Stan Lees überraschende Sicht auf Marvels komplexesten Schurken Doctor Doom
Theo SchmidtStan Lees überraschende Sicht auf Marvels komplexesten Schurken Doctor Doom
Im November 2016 teilte Comic-Legende Stan Lee in einem Interview seine Gedanken zu Marvels faszinierendstem Schurken mit. Das Gespräch führte KJ Ricci, eine 14-jährige Leukämie-Überlebende, die ihn nach seinem Lieblingsantagonisten fragte. Seine Antwort: Doctor Doom, der eiserne Herrscher von Latveria und langjähriger Erzfeind der Fantastic Four.
Doch Lees Sicht auf die Figur war alles andere als einfach – ganz wie der Schurke selbst. Doctor Doom debütierte 1963 in Fantastic Four #5 als ultimativer Gegenspieler des Teams. Seine tragische Vorgeschichte, die später in Fantastic Four Annual #2 enthüllt wurde, zeigte einen brillanten, aber von Macht besessenen Wissenschaftler, gezeichnet von Schicksalsschlägen. Über die Jahrzehnte entwickelte sich die Figur zu einer komplexen Persönlichkeit, die zwischen reiner Schurkerei und Momenten widerwilligen Heldentums schwankte.
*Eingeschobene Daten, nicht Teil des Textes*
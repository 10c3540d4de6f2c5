use std::collections::HashMap;

use chrono::{DateTime, Duration, Utc};
use serde::{Deserialize, Serialize};

use super::{channel::ChannelId, user::UserId};

/// Typing row as stored by the backend.
#[derive(Debug, Clone, PartialEq, Eq, Serialize, Deserialize)]
pub struct TypingRow {
    pub user_id: UserId,
    #[serde(alias = "chat_id")]
    pub channel_id: ChannelId,
    pub is_typing: bool,
    pub updated_at: DateTime<Utc>,
}

/// Local typing transition to publish for the current user.
#[derive(Debug, Clone, PartialEq, Eq)]
pub struct TypingSignal {
    pub channel_id: ChannelId,
    pub is_typing: bool,
}

impl TypingSignal {
    fn started(channel_id: &str) -> Self {
        Self {
            channel_id: channel_id.to_owned(),
            is_typing: true,
        }
    }

    fn stopped(channel_id: &str) -> Self {
        Self {
            channel_id: channel_id.to_owned(),
            is_typing: false,
        }
    }
}

#[derive(Debug, Clone, Copy, PartialEq, Eq)]
struct RemoteEntry {
    updated_at: DateTime<Utc>,
    received_at: DateTime<Utc>,
}

#[derive(Debug, Clone)]
pub struct TypingTracker {
    idle_window: Duration,
    stale_after: Duration,
    remote: HashMap<ChannelId, HashMap<UserId, RemoteEntry>>,
    /// Channels where the current user is flagged as typing, with the last keystroke.
    local: HashMap<ChannelId, DateTime<Utc>>,
}

impl TypingTracker {
    pub fn new(idle_window: Duration, stale_after: Duration) -> Self {
        Self {
            idle_window,
            stale_after,
            remote: HashMap::new(),
            local: HashMap::new(),
        }
    }

    /// Applies an inbound typing row. Older rows never override newer ones,
    /// stop rows included; a current `is_typing = false` removes the entry.
    pub fn apply(&mut self, row: &TypingRow, received_at: DateTime<Utc>) {
        let superseded = self
            .remote
            .get(&row.channel_id)
            .and_then(|users| users.get(&row.user_id))
            .is_some_and(|entry| entry.updated_at > row.updated_at);
        if superseded {
            return;
        }

        if !row.is_typing {
            self.remove(&row.channel_id, &row.user_id);
            return;
        }

        let users = self.remote.entry(row.channel_id.clone()).or_default();

        users.insert(
            row.user_id.clone(),
            RemoteEntry {
                updated_at: row.updated_at,
                received_at,
            },
        );
    }

    pub fn remove(&mut self, channel_id: &str, user_id: &str) {
        if let Some(users) = self.remote.get_mut(channel_id) {
            users.remove(user_id);
            if users.is_empty() {
                self.remote.remove(channel_id);
            }
        }
    }

    /// Drops remote entries that received no refresh within the staleness window.
    pub fn expire(&mut self, now: DateTime<Utc>) -> usize {
        let stale_after = self.stale_after;
        let mut expired = 0;

        self.remote.retain(|_, users| {
            let before = users.len();
            users.retain(|_, entry| now - entry.received_at < stale_after);
            expired += before - users.len();
            !users.is_empty()
        });

        expired
    }

    pub fn typing_users(&self, channel_id: &str, viewer_id: &str) -> Vec<&UserId> {
        let mut users: Vec<&UserId> = self
            .remote
            .get(channel_id)
            .map(|users| users.keys().filter(|user| user.as_str() != viewer_id).collect())
            .unwrap_or_default();
        users.sort();
        users
    }

    /// Records a keystroke. Signals only on the not-typing → typing transition.
    pub fn on_input(&mut self, channel_id: &str, now: DateTime<Utc>) -> Option<TypingSignal> {
        match self.local.insert(channel_id.to_owned(), now) {
            Some(_) => None,
            None => Some(TypingSignal::started(channel_id)),
        }
    }

    /// Trailing edge: channels idle for the whole window stop typing.
    pub fn poll_idle(&mut self, now: DateTime<Utc>) -> Vec<TypingSignal> {
        let idle_window = self.idle_window;
        let mut idle: Vec<ChannelId> = self
            .local
            .iter()
            .filter(|(_, last_input)| now - **last_input >= idle_window)
            .map(|(channel_id, _)| channel_id.clone())
            .collect();
        idle.sort();

        idle.iter()
            .filter_map(|channel_id| self.stop_local(channel_id))
            .collect()
    }

    pub fn stop_local(&mut self, channel_id: &str) -> Option<TypingSignal> {
        self.local
            .remove(channel_id)
            .map(|_| TypingSignal::stopped(channel_id))
    }

    #[cfg(test)]
    pub fn is_locally_typing(&self, channel_id: &str) -> bool {
        self.local.contains_key(channel_id)
    }
}

/// "Ada is typing..." for one user, a head count for several.
pub fn typing_indicator(names: &[String]) -> Option<String> {
    match names {
        [] => None,
        [single] => Some(format!("{single} is typing...")),
        many => Some(format!("{} people are typing...", many.len())),
    }
}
Stan Lee gestand, dass er Doom nicht als echten Bösewicht betrachtete. Allein Ehrgeiz – selbst der Wunsch, die Welt zu beherrschen – sei kein Verbrechen, argumentierte er. Doch Dooms Taten überschritten oft die Grenzen: Er opferte seine eigene Liebe für die Macht, verschleppte den Sohn von Mister Fantastic in die Hölle und missbrauchte diplomatische Immunität für globale Verbrechen. Seine seltenen guten Taten, wie die Rettung von Sue Storm während einer riskanten Geburt, änderten nichts an seiner skrupellosen Natur.
Aktuelle Handlungsstränge trieben Dooms Charakter noch weiter in moralische Grauzonen. In Secret Wars wurde er zum "Gottkaiser Doom" und formte die Realität nach seinem Willen. Später, in Captain America #12 und One World Under Doom, verbündete er sich sogar mit Helden gegen größere Bedrohungen. Doch sein Ego und seine Bereitschaft, für Kontrolle über Leichen zu gehen, verhinderten, dass er je zum wahren Helden wurde.
Lees Lieblingsschurke bleibt ein Widerspruch in sich – ein Tyrann mit Tiefe, ein Genie mit Grausamkeit, ein Herrscher, der gelegentlich das Richtige aus falschen Gründen tut. Doctor Dooms Vermächtnis in den Marvel-Comics erstreckt sich über mehr als sechs Jahrzehnte: vom einfachen Bösewicht zur vielschichtigen Figur voller Ambitionen. Seine Darstellung vereint Tyrannei, Tragik und gelegentliche Heldentaten – und macht ihn zu einer der beständigsten Figuren des Marvel-Universums. Ob als Diktator, gottgleicher Herrscher oder unberechenbarer Verbündeter – sein Einfluss auf das Marvel-Universum ist unbestritten.